Les propositions récentes de « démondialisation » montrent à quel point la gravité de la situation dans le monde appelle des alternatives. Certes, la crise de la finance, du commerce international, des monnaies est spectaculaire, mais ces aspects doivent être saisis dans leurs articulations avec la globalité de la logique du capitalisme contemporain. La mondialisation des échanges sous ses formes actuelles est elle même une expression de la crise du mode d’accumulation et de reproduction du capital, d’un nouveau régime du capitalisme : financiarisé et globalisé, il marque progressivement le monde et l’ensemble des sociétés ; il y modifie la confrontation de classe.

Lors des échanges des marchandises sur le marché, lorsque prend forme la valeur d’échange, le travail humain comme facteur constitutif de cette valeur reste masqué. On en voit les conséquences jusque dans les travaux d’économistes critiques de la mondialisation qui étudient le commerce, la finance, la monnaie, mais sans en établir le rapport au mode de production. Ils ne saisissent bien souvent la mondialisation que comme un vaste processus de dérégulation, de démontage des protections. Or la mondialisation ne peut être réduite à cette dimension. En réalité, les transformations du capitalisme à partir des années 1970 constituent une réponse à la crise du capitalisme de type fordiste -et son volet (néo)colonialiste - de l’après-guerre.

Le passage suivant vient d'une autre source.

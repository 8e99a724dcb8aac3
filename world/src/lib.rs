#![deny(
    unsafe_code,
    missing_docs,
    dead_code,
    unused_results,
    non_snake_case,
    unreachable_pub
)]

//! Authoritative world state management for Alien Defence.

mod aliens;
mod towers;

use std::collections::BTreeSet;

use alien_defence_core::{
    AlienId, AlienTemplate, Bounds, Command, Event, Outcome, Path, PlacementError, Position,
    TargetLock,
};
use tracing::{debug, info};

use crate::{aliens::Alien, towers::TowerRegistry};

/// Represents the authoritative Alien Defence world state.
///
/// The world exclusively owns the alien roster, the tower registry, the
/// clock and the outcome. Everything else observes it through [`query`].
#[derive(Debug)]
pub struct World {
    bounds: Bounds,
    path: Path,
    path_cells: BTreeSet<Position>,
    aliens: Vec<Alien>,
    towers: TowerRegistry,
    clock: Option<u64>,
    outcome: Outcome,
}

impl World {
    /// Creates a world for the provided path and wave.
    ///
    /// Path occupancy is captured once here; later tower placements are
    /// checked against it.
    #[must_use]
    pub fn new(bounds: Bounds, path: Path, alien: AlienTemplate, spawn_ticks: &[u64]) -> Self {
        let path_cells = path.cells().iter().copied().collect();
        Self {
            bounds,
            path_cells,
            path,
            aliens: aliens::roster(alien, spawn_ticks),
            towers: TowerRegistry::new(),
            clock: None,
            outcome: Outcome::Pending,
        }
    }

    fn alien_mut(&mut self, alien: AlienId) -> Option<&mut Alien> {
        let index = usize::try_from(alien.get()).ok()?;
        self.aliens.get_mut(index)
    }

    fn decide(&mut self, outcome: Outcome, out_events: &mut Vec<Event>) {
        self.outcome = outcome;
        info!(%outcome, tick = ?self.clock, "outcome decided");
        out_events.push(Event::OutcomeDecided { outcome });
    }

    fn placement_error(&self, position: Position) -> Option<PlacementError> {
        if !self.bounds.contains(position) {
            Some(PlacementError::OutOfBounds)
        } else if self.path_cells.contains(&position) {
            Some(PlacementError::OnPath)
        } else if self.towers.at(position).is_some() {
            Some(PlacementError::Occupied)
        } else {
            None
        }
    }
}

/// Applies the provided command to the world, mutating state deterministically.
///
/// Once the outcome is terminal every further command is ignored.
pub fn apply(world: &mut World, command: Command, out_events: &mut Vec<Event>) {
    if world.outcome.is_terminal() {
        return;
    }

    match command {
        Command::Tick => {
            let tick = world.clock.map_or(0, |tick| tick.saturating_add(1));
            world.clock = Some(tick);
            out_events.push(Event::TimeAdvanced { tick });
        }
        Command::PlaceTower {
            position,
            damage,
            range,
        } => {
            if let Some(reason) = world.placement_error(position) {
                debug!(%position, %reason, "tower placement rejected");
                out_events.push(Event::TowerPlacementRejected { position, reason });
                return;
            }
            let tower = world.towers.insert(position, damage, range);
            out_events.push(Event::TowerPlaced { tower, position });
        }
        Command::MoveAlien { alien, position } => {
            let Some(state) = world.alien_mut(alien) else {
                return;
            };
            if state.dead {
                return;
            }

            let from = state.position;
            state.position = position;
            if from != position {
                out_events.push(Event::AlienMoved {
                    alien,
                    from,
                    to: position,
                });
            }

            if position == Position::BREACH {
                out_events.push(Event::AlienBreached { alien });
                world.decide(Outcome::Loss, out_events);
            }
        }
        Command::LockTarget { tower, lock } => {
            let Some(state) = world.towers.get_mut(tower) else {
                return;
            };
            if state.lock == lock {
                return;
            }

            if let TargetLock::Locked(previous) = state.lock {
                out_events.push(Event::TargetReleased {
                    tower,
                    alien: previous,
                });
            }
            if let TargetLock::Locked(alien) = lock {
                out_events.push(Event::TargetLocked { tower, alien });
            }
            state.lock = lock;
        }
        Command::DamageAlien {
            tower,
            alien,
            damage,
        } => {
            let Some(state) = world.alien_mut(alien) else {
                return;
            };
            if state.dead {
                return;
            }

            state.health -= damage;
            out_events.push(Event::AlienDamaged {
                tower,
                alien,
                health: state.health,
            });
        }
        Command::ResolveDeaths => {
            for alien in world.aliens.iter_mut() {
                if !alien.dead && alien.health <= 0.0 {
                    alien.dead = true;
                    out_events.push(Event::AlienKilled { alien: alien.id });
                }
            }
        }
        Command::EvaluateOutcome => {
            if world.aliens.iter().all(|alien| alien.dead) {
                world.decide(Outcome::Win, out_events);
            }
        }
    }
}

/// Query functions that provide read-only access to the world state.
pub mod query {
    use alien_defence_core::{AlienView, Outcome, Path, Position, TowerView};

    use super::World;

    /// Path walked by every alien, including the breach sentinel.
    #[must_use]
    pub fn path(world: &World) -> &Path {
        &world.path
    }

    /// Current tick, or `None` before the first tick.
    #[must_use]
    pub fn tick(world: &World) -> Option<u64> {
        world.clock
    }

    /// Outcome reached so far.
    #[must_use]
    pub fn outcome(world: &World) -> Outcome {
        world.outcome
    }

    /// Captures a read-only view of the alien roster.
    #[must_use]
    pub fn alien_view(world: &World) -> AlienView {
        AlienView::from_snapshots(world.aliens.iter().map(|alien| alien.snapshot()).collect())
    }

    /// Captures a read-only view of every placed tower.
    #[must_use]
    pub fn tower_view(world: &World) -> TowerView {
        TowerView::from_snapshots(world.towers.iter().map(|tower| tower.snapshot()).collect())
    }

    /// Tower positions in placement order.
    #[must_use]
    pub fn tower_positions(world: &World) -> Vec<Position> {
        world.towers.iter().map(|tower| tower.position).collect()
    }

    /// Number of aliens that are still alive.
    #[must_use]
    pub fn alive_count(world: &World) -> usize {
        world.aliens.iter().filter(|alien| !alien.dead).count()
    }
}
/// Commands that express all permissible world mutations.
#[derive(Clone, Debug, PartialEq)]
pub enum Command {
    /// Advances the simulation clock by one tick.
    Tick,
    /// Requests placement of a tower on a free grid cell.
    PlaceTower {
        /// Cell the tower occupies.
        position: Position,
        /// Health removed from the locked target per tick.
        damage: f64,
        /// Euclidean reach of the tower.
        range: f64,
    },
    /// Relocates a living alien to the provided position.
    MoveAlien {
        /// Alien being moved.
        alien: AlienId,
        /// Destination computed by the motion model.
        position: Position,
    },
    /// Replaces a tower's target lock.
    LockTarget {
        /// Tower whose lock changes.
        tower: TowerId,
        /// New lock state.
        lock: TargetLock,
    },
    /// Applies one tick of tower fire to an alien.
    DamageAlien {
        /// Tower that fired.
        tower: TowerId,
        /// Alien that was hit.
        alien: AlienId,
        /// Health removed from the alien.
        damage: f64,
    },
    /// Marks every alien whose health dropped to zero or below as dead.
    ResolveDeaths,
    /// Declares a win when every alien is dead.
    EvaluateOutcome,
}

/// Events broadcast by the world after processing commands.
#[derive(Clone, Debug, PartialEq)]
pub enum Event {
    /// Indicates that the simulation clock advanced.
    TimeAdvanced {
        /// Tick that just started.
        tick: u64,
    },
    /// Confirms that a tower was placed into the world.
    TowerPlaced {
        /// Identifier assigned to the tower by the world.
        tower: TowerId,
        /// Cell occupied by the tower.
        position: Position,
    },
    /// Reports that a tower placement request was rejected.
    TowerPlacementRejected {
        /// Cell provided in the placement request.
        position: Position,
        /// Specific reason the placement failed.
        reason: PlacementError,
    },
    /// Confirms that an alien changed position.
    AlienMoved {
        /// Alien that moved.
        alien: AlienId,
        /// Position held before the move.
        from: Position,
        /// Position held after the move.
        to: Position,
    },
    /// Reports that an alien reached the terminal sentinel.
    AlienBreached {
        /// Alien that breached.
        alien: AlienId,
    },
    /// Announces that a tower acquired a new target.
    TargetLocked {
        /// Tower that locked on.
        tower: TowerId,
        /// Alien now targeted.
        alien: AlienId,
    },
    /// Announces that a tower dropped its target.
    TargetReleased {
        /// Tower whose lock was cleared.
        tower: TowerId,
        /// Alien that was previously targeted.
        alien: AlienId,
    },
    /// Confirms that tower fire hit an alien.
    AlienDamaged {
        /// Tower that fired.
        tower: TowerId,
        /// Alien that was hit.
        alien: AlienId,
        /// Health remaining after the hit.
        health: f64,
    },
    /// Reports that an alien died.
    AlienKilled {
        /// Alien that died.
        alien: AlienId,
    },
    /// Announces the terminal outcome of the run.
    OutcomeDecided {
        /// Terminal outcome.
        outcome: Outcome,
    },
}

/// Reasons a tower placement request may be rejected by the world.
#[derive(Clone, Copy, Debug, PartialEq, Eq, Hash, Serialize, Deserialize)]
pub enum PlacementError {
    /// The requested cell lies outside the grid.
    OutOfBounds,
    /// The requested cell belongs to the alien path.
    OnPath,
    /// Another tower already occupies the cell.
    Occupied,
}

impl fmt::Display for PlacementError {
    fn fmt(&self, f: &mut fmt::Formatter<'_>) -> fmt::Result {
        let reason = match self {
            Self::OutOfBounds => "cell lies outside the grid",
            Self::OnPath => "cell belongs to the alien path",
            Self::Occupied => "cell already holds a tower",
        };
        f.write_str(reason)
    }
}

/// Immutable representation of a single alien's state used for queries.
#[derive(Clone, Copy, Debug, PartialEq)]
pub struct AlienSnapshot {
    /// Roster index of the alien.
    pub id: AlienId,
    /// Current position, [`Position::OFF_BOARD`] before spawning.
    pub position: Position,
    /// Remaining health.
    pub health: f64,
    /// Path steps travelled per tick.
    pub speed: f64,
    /// First tick on which the alien is on the board.
    pub spawn_tick: u64,
    /// Indicates whether the alien has been destroyed.
    pub dead: bool,
}

impl AlienSnapshot {
    /// Reports whether towers may lock onto the alien.
    #[must_use]
    pub fn is_targetable(&self) -> bool {
        !self.dead && !self.position.is_sentinel()
    }
}

/// Read-only snapshot describing the alien roster.
#[derive(Clone, Debug, Default)]
pub struct AlienView {
    snapshots: Vec<AlienSnapshot>,
}

impl AlienView {
    /// Creates a new alien view from the provided snapshots.
    #[must_use]
    pub fn from_snapshots(mut snapshots: Vec<AlienSnapshot>) -> Self {
        snapshots.sort_by_key(|snapshot| snapshot.id);
        Self { snapshots }
    }

    /// Iterator over the captured alien snapshots in roster order.
    pub fn iter(&self) -> impl Iterator<Item = &AlienSnapshot> {
        self.snapshots.iter()
    }

    /// Looks up the snapshot of a single alien.
    #[must_use]
    pub fn get(&self, alien: AlienId) -> Option<&AlienSnapshot> {
        self.snapshots
            .binary_search_by_key(&alien, |snapshot| snapshot.id)
            .ok()
            .map(|index| &self.snapshots[index])
    }

    /// Number of aliens in the roster.
    #[must_use]
    pub fn len(&self) -> usize {
        self.snapshots.len()
    }

    /// Reports whether the roster is empty.
    #[must_use]
    pub fn is_empty(&self) -> bool {
        self.snapshots.is_empty()
    }

    /// Consumes the view, yielding the underlying snapshots.
    #[must_use]
    pub fn into_vec(self) -> Vec<AlienSnapshot> {
        self.snapshots
    }
}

C’est dans un même mouvement que s’organisent de grandes transformations - portée par la grande offensive néolibérale - ayant pour objectif de relancer la dynamique d’accumulation : démontage du statut du salariat ; pilotage des entreprises par les intérêts de la finance et baisse des investissements productifs ; redistribution de la valeur ajoutée en faveur du capital ; démantèlement des régulations locales, nationales et internationales ; déconnexion entre finance et économie réelle ; extension du capitalisme financiarisé et mondialisé à l’ensemble des régions du monde ; marchandisation progressive de l’ensemble des activités humaines ; inégalités croissantes dans les deux hémisphères ; vaste dépossession (D.Harvey) des populations à travers le monde (terres, maisons, secteur public, matières premières,…). Le tout s’accompagnant de la mutation des Etats vers des formes de « market state ». Le nouveau régime du capitalisme avec l’ensemble de ses caractéristiques - dont la globalisation - finit par restreindre, du local au global, les pouvoirs politiques basés sur la souveraineté populaire. Cette logique globale et cohérente a fini par plonger le monde - qui ne peut rester en l’état - dans une crise de civilisation (1). Le capitalisme est lui-même gravement endommagé, les réponses des dominants ne font qu’aggraver la crise.

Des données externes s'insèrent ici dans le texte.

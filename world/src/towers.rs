//! Authoritative tower state management utilities.

use std::collections::BTreeMap;

use alien_defence_core::{Position, TargetLock, TowerId, TowerSnapshot};

/// Snapshot of a tower stored inside the world.
#[derive(Clone, Debug)]
pub(crate) struct TowerState {
    /// Identifier allocated by the world for the tower.
    pub(crate) id: TowerId,
    /// Cell occupied by the tower.
    pub(crate) position: Position,
    /// Health removed from the target per tick.
    pub(crate) damage: f64,
    /// Euclidean reach of the tower.
    pub(crate) range: f64,
    /// Current target lock.
    pub(crate) lock: TargetLock,
}

impl TowerState {
    pub(crate) fn snapshot(&self) -> TowerSnapshot {
        TowerSnapshot {
            id: self.id,
            position: self.position,
            damage: self.damage,
            range: self.range,
            lock: self.lock,
        }
    }
}

/// Registry that stores towers and manages identifier allocation.
#[derive(Debug)]
pub(crate) struct TowerRegistry {
    entries: BTreeMap<TowerId, TowerState>,
    next_tower_id: TowerId,
}

impl TowerRegistry {
    /// Creates an empty tower registry with a reset identifier counter.
    pub(crate) fn new() -> Self {
        Self {
            entries: BTreeMap::new(),
            next_tower_id: TowerId::new(0),
        }
    }

    /// Stores a new unlocked tower and returns its identifier.
    pub(crate) fn insert(&mut self, position: Position, damage: f64, range: f64) -> TowerId {
        let id = self.next_tower_id;
        self.next_tower_id = TowerId::new(id.get() + 1);
        let previous = self.entries.insert(
            id,
            TowerState {
                id,
                position,
                damage,
                range,
                lock: TargetLock::Unlocked,
            },
        );
        debug_assert!(previous.is_none(), "tower identifiers are never reused");
        id
    }

    /// Identifier of the tower occupying `position`, if any.
    pub(crate) fn at(&self, position: Position) -> Option<TowerId> {
        self.entries
            .values()
            .find(|tower| tower.position == position)
            .map(|tower| tower.id)
    }

    pub(crate) fn get_mut(&mut self, tower: TowerId) -> Option<&mut TowerState> {
        self.entries.get_mut(&tower)
    }

    /// Towers in placement order.
    pub(crate) fn iter(&self) -> impl Iterator<Item = &TowerState> {
        self.entries.values()
    }
}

Comment nommer le projet alternatif ? « Démondialisation » ? Ne doit-on pas plutôt travailler à changer le monde, à travers des logiques alternatives de nature à dépasser le capitalisme ? S’il s’agit de contester l’ensemble des logiques du capitalisme financiarisé et mondialisé, nous ne pouvons nous en tenir à des protections limitées, concernant essentiellement le champ des échanges internationaux. Un nouveau mode développement social, écologique, démocratique est à inventer partout dans le monde, ce qui suppose de mener partout une confrontation multidimensionnelle avec la logique du capital devenu globale. Les sphères de la finance, des monnaies, des échanges commerciaux constituent des champs essentiels de cette confrontation. Mais le projet alternatif doit viser simultanément des changements radicaux en ce qui concerne le travail, la répartition des richesses, des pouvoirs, une nouvelle démocratie politique et économique à toutes les échelles. Les protections contre la liberté du capital de circuler sont décisives, pour autant qu’on les articule à des protections contre l’exploitation. Les marchés financiers doivent être pris en tenaille, d’un côté à travers un ensemble de mesures de régulation contraignantes et de l’autre par le dépassement du rapport actuel entre capital et travail. Poser ainsi l’ensemble des enjeux dans leur cohérence devrait permettre de dépasser une certaine ’division du travail’ dans les luttes (altermondialistes, syndicales, politiques..). Face à la crise de civilisation, rassembler toutes les forces - du local au global - pouvant porter un « intérêt général » face aux logiques destructrices du capitalisme constitue un défi de première importance.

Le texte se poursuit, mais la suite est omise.